Restate word for word the entries below, starting with the line with "async fn main()" and continuing through the line with "let core = Arc::new(ConsoleCore::default());". Include both of those lines and no others.

Segment Start: Provided records

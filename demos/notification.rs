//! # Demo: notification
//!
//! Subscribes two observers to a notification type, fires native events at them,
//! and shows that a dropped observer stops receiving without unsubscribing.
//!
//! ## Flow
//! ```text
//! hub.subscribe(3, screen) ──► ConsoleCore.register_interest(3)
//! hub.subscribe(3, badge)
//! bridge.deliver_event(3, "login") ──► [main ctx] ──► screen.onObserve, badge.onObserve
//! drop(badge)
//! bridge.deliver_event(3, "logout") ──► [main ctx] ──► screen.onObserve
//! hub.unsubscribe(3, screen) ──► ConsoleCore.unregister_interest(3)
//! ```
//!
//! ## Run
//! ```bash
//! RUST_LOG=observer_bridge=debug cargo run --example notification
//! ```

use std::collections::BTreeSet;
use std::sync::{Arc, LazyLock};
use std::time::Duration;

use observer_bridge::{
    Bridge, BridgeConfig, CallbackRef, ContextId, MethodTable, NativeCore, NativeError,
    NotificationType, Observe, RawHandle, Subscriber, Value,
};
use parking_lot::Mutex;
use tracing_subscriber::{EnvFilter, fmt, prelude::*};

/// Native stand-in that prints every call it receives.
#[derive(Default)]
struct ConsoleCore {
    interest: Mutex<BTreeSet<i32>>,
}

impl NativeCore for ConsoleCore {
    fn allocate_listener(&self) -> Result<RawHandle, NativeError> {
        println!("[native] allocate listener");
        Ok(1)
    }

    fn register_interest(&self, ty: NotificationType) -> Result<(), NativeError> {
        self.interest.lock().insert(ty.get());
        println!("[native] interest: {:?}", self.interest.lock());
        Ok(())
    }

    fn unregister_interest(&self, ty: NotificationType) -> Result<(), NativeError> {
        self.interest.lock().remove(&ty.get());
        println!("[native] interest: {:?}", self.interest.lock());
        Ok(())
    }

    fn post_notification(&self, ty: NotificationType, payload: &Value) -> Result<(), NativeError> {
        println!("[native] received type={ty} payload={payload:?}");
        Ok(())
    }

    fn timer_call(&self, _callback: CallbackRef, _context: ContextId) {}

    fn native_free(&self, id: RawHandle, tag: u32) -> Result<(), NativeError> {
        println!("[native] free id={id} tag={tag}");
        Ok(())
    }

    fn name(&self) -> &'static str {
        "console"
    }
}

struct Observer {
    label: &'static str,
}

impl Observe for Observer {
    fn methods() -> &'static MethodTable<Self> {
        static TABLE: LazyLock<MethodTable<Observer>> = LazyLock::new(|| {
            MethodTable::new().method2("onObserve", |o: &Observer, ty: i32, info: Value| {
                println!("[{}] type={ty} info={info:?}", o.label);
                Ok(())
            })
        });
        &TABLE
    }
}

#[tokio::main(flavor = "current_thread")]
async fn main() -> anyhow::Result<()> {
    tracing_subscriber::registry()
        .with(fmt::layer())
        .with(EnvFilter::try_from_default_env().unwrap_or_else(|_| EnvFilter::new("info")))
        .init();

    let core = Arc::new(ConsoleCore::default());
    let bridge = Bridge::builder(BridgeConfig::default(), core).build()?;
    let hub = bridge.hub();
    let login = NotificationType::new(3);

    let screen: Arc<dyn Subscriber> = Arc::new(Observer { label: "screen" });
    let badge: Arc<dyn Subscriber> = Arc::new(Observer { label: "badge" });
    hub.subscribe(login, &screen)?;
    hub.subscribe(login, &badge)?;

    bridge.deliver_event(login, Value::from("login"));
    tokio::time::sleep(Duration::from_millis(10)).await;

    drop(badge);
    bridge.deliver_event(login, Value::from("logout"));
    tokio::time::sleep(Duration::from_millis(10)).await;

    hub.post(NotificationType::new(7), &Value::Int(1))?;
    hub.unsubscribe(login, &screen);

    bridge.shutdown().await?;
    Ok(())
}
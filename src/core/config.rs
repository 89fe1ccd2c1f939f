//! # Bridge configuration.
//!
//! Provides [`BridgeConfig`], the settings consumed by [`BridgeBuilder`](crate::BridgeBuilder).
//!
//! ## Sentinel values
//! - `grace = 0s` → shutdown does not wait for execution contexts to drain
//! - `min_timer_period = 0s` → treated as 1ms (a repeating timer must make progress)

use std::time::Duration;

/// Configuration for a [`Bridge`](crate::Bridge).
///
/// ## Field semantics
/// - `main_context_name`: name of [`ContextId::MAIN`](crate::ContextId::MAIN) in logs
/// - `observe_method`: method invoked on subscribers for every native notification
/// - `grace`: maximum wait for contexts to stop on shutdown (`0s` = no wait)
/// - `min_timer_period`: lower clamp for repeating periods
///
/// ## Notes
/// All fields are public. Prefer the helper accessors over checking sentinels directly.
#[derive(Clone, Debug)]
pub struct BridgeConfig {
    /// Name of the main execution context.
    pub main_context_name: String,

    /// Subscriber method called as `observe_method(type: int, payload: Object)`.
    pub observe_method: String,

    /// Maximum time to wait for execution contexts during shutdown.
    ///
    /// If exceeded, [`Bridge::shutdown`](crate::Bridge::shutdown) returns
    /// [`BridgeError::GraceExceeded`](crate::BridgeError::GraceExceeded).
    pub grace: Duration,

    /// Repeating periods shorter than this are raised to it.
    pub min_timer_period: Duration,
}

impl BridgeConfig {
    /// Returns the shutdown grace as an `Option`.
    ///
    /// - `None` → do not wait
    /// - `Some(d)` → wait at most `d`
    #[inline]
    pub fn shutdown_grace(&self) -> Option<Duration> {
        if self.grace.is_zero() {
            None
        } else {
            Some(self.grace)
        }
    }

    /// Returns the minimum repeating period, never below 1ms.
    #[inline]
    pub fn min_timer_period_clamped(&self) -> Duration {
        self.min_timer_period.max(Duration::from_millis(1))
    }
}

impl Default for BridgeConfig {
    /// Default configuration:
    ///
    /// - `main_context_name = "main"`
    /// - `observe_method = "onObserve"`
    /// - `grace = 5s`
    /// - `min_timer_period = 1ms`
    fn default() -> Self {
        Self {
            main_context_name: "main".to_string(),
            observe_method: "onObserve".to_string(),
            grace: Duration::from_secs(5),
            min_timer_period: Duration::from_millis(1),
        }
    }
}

Segment End: Provided records

## [Answer section]
async fn main() -> anyhow::Result<()> {
    tracing_subscriber::registry()
        .with(fmt::layer())
        .with(EnvFilter::try_from_default_env().unwrap_or_else(|_| EnvFilter::new("info")))
        .init();

    let core = Arc::new(ConsoleCore::default());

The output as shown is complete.